A team of international researchers, including Dr. Adrienne Morison of the University of Exeter, has shown how huge ice formations formed in one of the planet’s largest craters, Sputnik Planitia.

Perhaps the most striking feature of Pluto’s surface, Sputnik Planitia, is an impact crater made up of a bright plain slightly larger than France and filled with nitrogen ice.

For the new study, scientists used sophisticated modeling techniques to show that these polygonal ice forms are formed by the sublimation of ice, a phenomenon in which solid ice can turn into a gas without becoming a liquid state.

The research team shows that this sublimation of nitrogen ice enhances convection in the Sputnik Planitia ice layer by cooling its surface.

The study was published in the leading journal Nature on Wednesday December 15, 2021.

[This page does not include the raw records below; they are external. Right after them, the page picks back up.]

//! Implementation of the `margarita render` command.

use super::{load_context, load_template, template_dir};
use crate::cli::RenderArgs;
use anyhow::Context as _;
use margarita::config::Config;
use margarita::error::MargaritaError;
use margarita::fs::atomic_write_file;
use margarita::render::Renderer;
use std::io::Write;

/// Execute the `margarita render` command.
///
/// Rendering is all-or-nothing: nothing is printed or written unless the
/// whole template renders.
pub fn cmd_render(config: &Config, args: RenderArgs) -> anyhow::Result<()> {
    let template = load_template(&args.template)
        .with_context(|| format!("cannot render '{}'", args.template.display()))?;
    let ctx = load_context(args.context.as_deref())?;

    let mut options = config.render_options();
    options.strict_variables |= args.strict;
    let base_dir = args
        .base_dir
        .as_deref()
        .unwrap_or_else(|| template_dir(&args.template));

    let output = Renderer::new(options)
        .render(&template.ast, &ctx, base_dir)
        .map_err(MargaritaError::from)
        .with_context(|| format!("cannot render '{}'", args.template.display()))?;

    match &args.output {
        Some(path) => atomic_write_file(path, &output)?,
        None => {
            let mut stdout = std::io::stdout().lock();
            stdout
                .write_all(output.as_bytes())
                .and_then(|()| stdout.flush())
                .map_err(|e| MargaritaError::UserError(format!("failed to write output: {}", e)))?;
        }
    }
    Ok(())
}
//! On-disk detection cache stored next to the media file as `<file>.json`.

use std::ffi::OsString;
use std::fs;
use std::path::{Path, PathBuf};

use anyhow::{Context, Result};

use crate::detect::DetectionResult;

pub fn cache_path_for(input: &Path) -> PathBuf {
    let mut name = OsString::from(input.as_os_str());
    name.push(".json");
    PathBuf::from(name)
}

/// Reads a cached buffer. `Ok(None)` when no cache file exists; a cache that
/// exists but does not parse is an error.
pub fn load(path: &Path) -> Result<Option<Vec<DetectionResult>>> {
    if !path.exists() {
        return Ok(None);
    }
    let raw = fs::read_to_string(path)
        .with_context(|| format!("failed to read cache {}", path.display()))?;
    let buffer: Vec<DetectionResult> = serde_json::from_str(&raw)
        .with_context(|| format!("invalid detection cache {}", path.display()))?;
    log_error_events(path, &buffer);
    Ok(Some(buffer))
}

pub fn save(path: &Path, buffer: &[DetectionResult]) -> Result<()> {
    if let Some(parent) = path.parent().filter(|p| !p.as_os_str().is_empty()) {
        fs::create_dir_all(parent)
            .with_context(|| format!("failed to create {}", parent.display()))?;
    }
    let raw = serde_json::to_string_pretty(buffer)?;
    fs::write(path, raw).with_context(|| format!("failed to write cache {}", path.display()))?;
    log::debug!("cached {} results at {}", buffer.len(), path.display());
    Ok(())
}

/// Worker-side error events ride along in the buffer; surface them.
pub fn log_error_events(source: &Path, buffer: &[DetectionResult]) {
    for event in buffer.iter().filter_map(|r| r.event.as_ref()) {
        if event.is_error() {
            log::warn!(
                "{}: error event: {}",
                source.display(),
                event.message.as_deref().unwrap_or("(no message)")
            );
        }
    }
}
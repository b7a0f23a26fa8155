//! ffprobe output parsing.

use anyhow::{anyhow, Context, Result};
use serde::Deserialize;

const FALLBACK_FRAME_RATE: FrameRate = FrameRate { num: 30, den: 1 };

/// Frame rate as the rational ffprobe reports, e.g. `30000/1001`.
#[derive(Clone, Copy, Debug, PartialEq, Eq)]
pub struct FrameRate {
    pub num: u32,
    pub den: u32,
}

impl FrameRate {
    /// Parses `num/den` or a plain integer. Zero rates are rejected.
    pub fn parse(value: &str) -> Option<Self> {
        let value = value.trim();
        let (num, den) = match value.split_once('/') {
            Some((num, den)) => (num.trim().parse().ok()?, den.trim().parse().ok()?),
            None => (value.parse().ok()?, 1),
        };
        if num == 0 || den == 0 {
            return None;
        }
        Some(Self { num, den })
    }

    pub fn as_f64(self) -> f64 {
        self.num as f64 / self.den as f64
    }
}

impl std::fmt::Display for FrameRate {
    fn fmt(&self, f: &mut std::fmt::Formatter<'_>) -> std::fmt::Result {
        write!(f, "{}/{}", self.num, self.den)
    }
}

/// Stream facts needed to extract and re-encode a video.
#[derive(Clone, Debug, PartialEq)]
pub struct VideoProbe {
    pub frame_rate: FrameRate,
    /// Coded dimensions; rendered frames may differ when a rotation applies.
    pub width: u32,
    pub height: u32,
    pub has_audio: bool,
}

#[derive(Debug, Deserialize)]
struct FfprobeOutput {
    #[serde(default)]
    streams: Vec<FfprobeStream>,
}

#[derive(Debug, Deserialize)]
struct FfprobeStream {
    codec_type: Option<String>,
    r_frame_rate: Option<String>,
    avg_frame_rate: Option<String>,
    width: Option<u32>,
    height: Option<u32>,
}

/// Parses `ffprobe -print_format json -show_streams` output.
pub fn parse_ffprobe_json(raw: &str) -> Result<VideoProbe> {
    let output: FfprobeOutput = serde_json::from_str(raw).context("invalid ffprobe json")?;
    let video = output
        .streams
        .iter()
        .find(|s| s.codec_type.as_deref() == Some("video"))
        .ok_or_else(|| anyhow!("no video stream found"))?;
    let frame_rate = [video.r_frame_rate.as_deref(), video.avg_frame_rate.as_deref()]
        .into_iter()
        .flatten()
        .find_map(FrameRate::parse)
        .unwrap_or(FALLBACK_FRAME_RATE);
    let has_audio = output
        .streams
        .iter()
        .any(|s| s.codec_type.as_deref() == Some("audio"));
    Ok(VideoProbe {
        frame_rate,
        width: video.width.unwrap_or(0),
        height: video.height.unwrap_or(0),
        has_audio,
    })
}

Dr Morison, a researcher in the Department of Physics and Astronomy of Exeter, said: “When the New Horizon space probe completed its only flyby of Pluto to date in 2015, the data collected was sufficient to fundamentally change our understanding of this distant world.

“In particular, he showed that Pluto is still geologically active, despite being far from the Sun and has limited internal energy sources. This is also the case for Sputnik Planitia, where surface conditions allow nitrogen gas in its atmosphere to coexist with solid nitrogen. .

“We know that the ice surface shows remarkable polygonal features – formed as a result of thermal convection in nitrogen ice, constantly organizing and renewing the surface of the ice. However, questions remained about how exactly this process could have happened. ”

In the new study, a team of scientists ran a series of numerical simulations that showed that cooling from sublimation can drive convection in a way that is consistent with abundant New Horizons data, including polygon size, terrain amplitude, and surface change rates.

This is also consistent with the timescales at which climate models predict sublimation of the Sputnik Planitia region from about 1–2 million years ago. The study found that the dynamics of this layer of nitrogen ice mirrored the dynamics found in Earth’s oceans, driven by climate.

Similar climate-driven rock dynamics can also be observed on the surfaces of other planetary bodies such as Triton (one of Neptune’s moons) or Eris and Makemake (from the Kuiper Belt).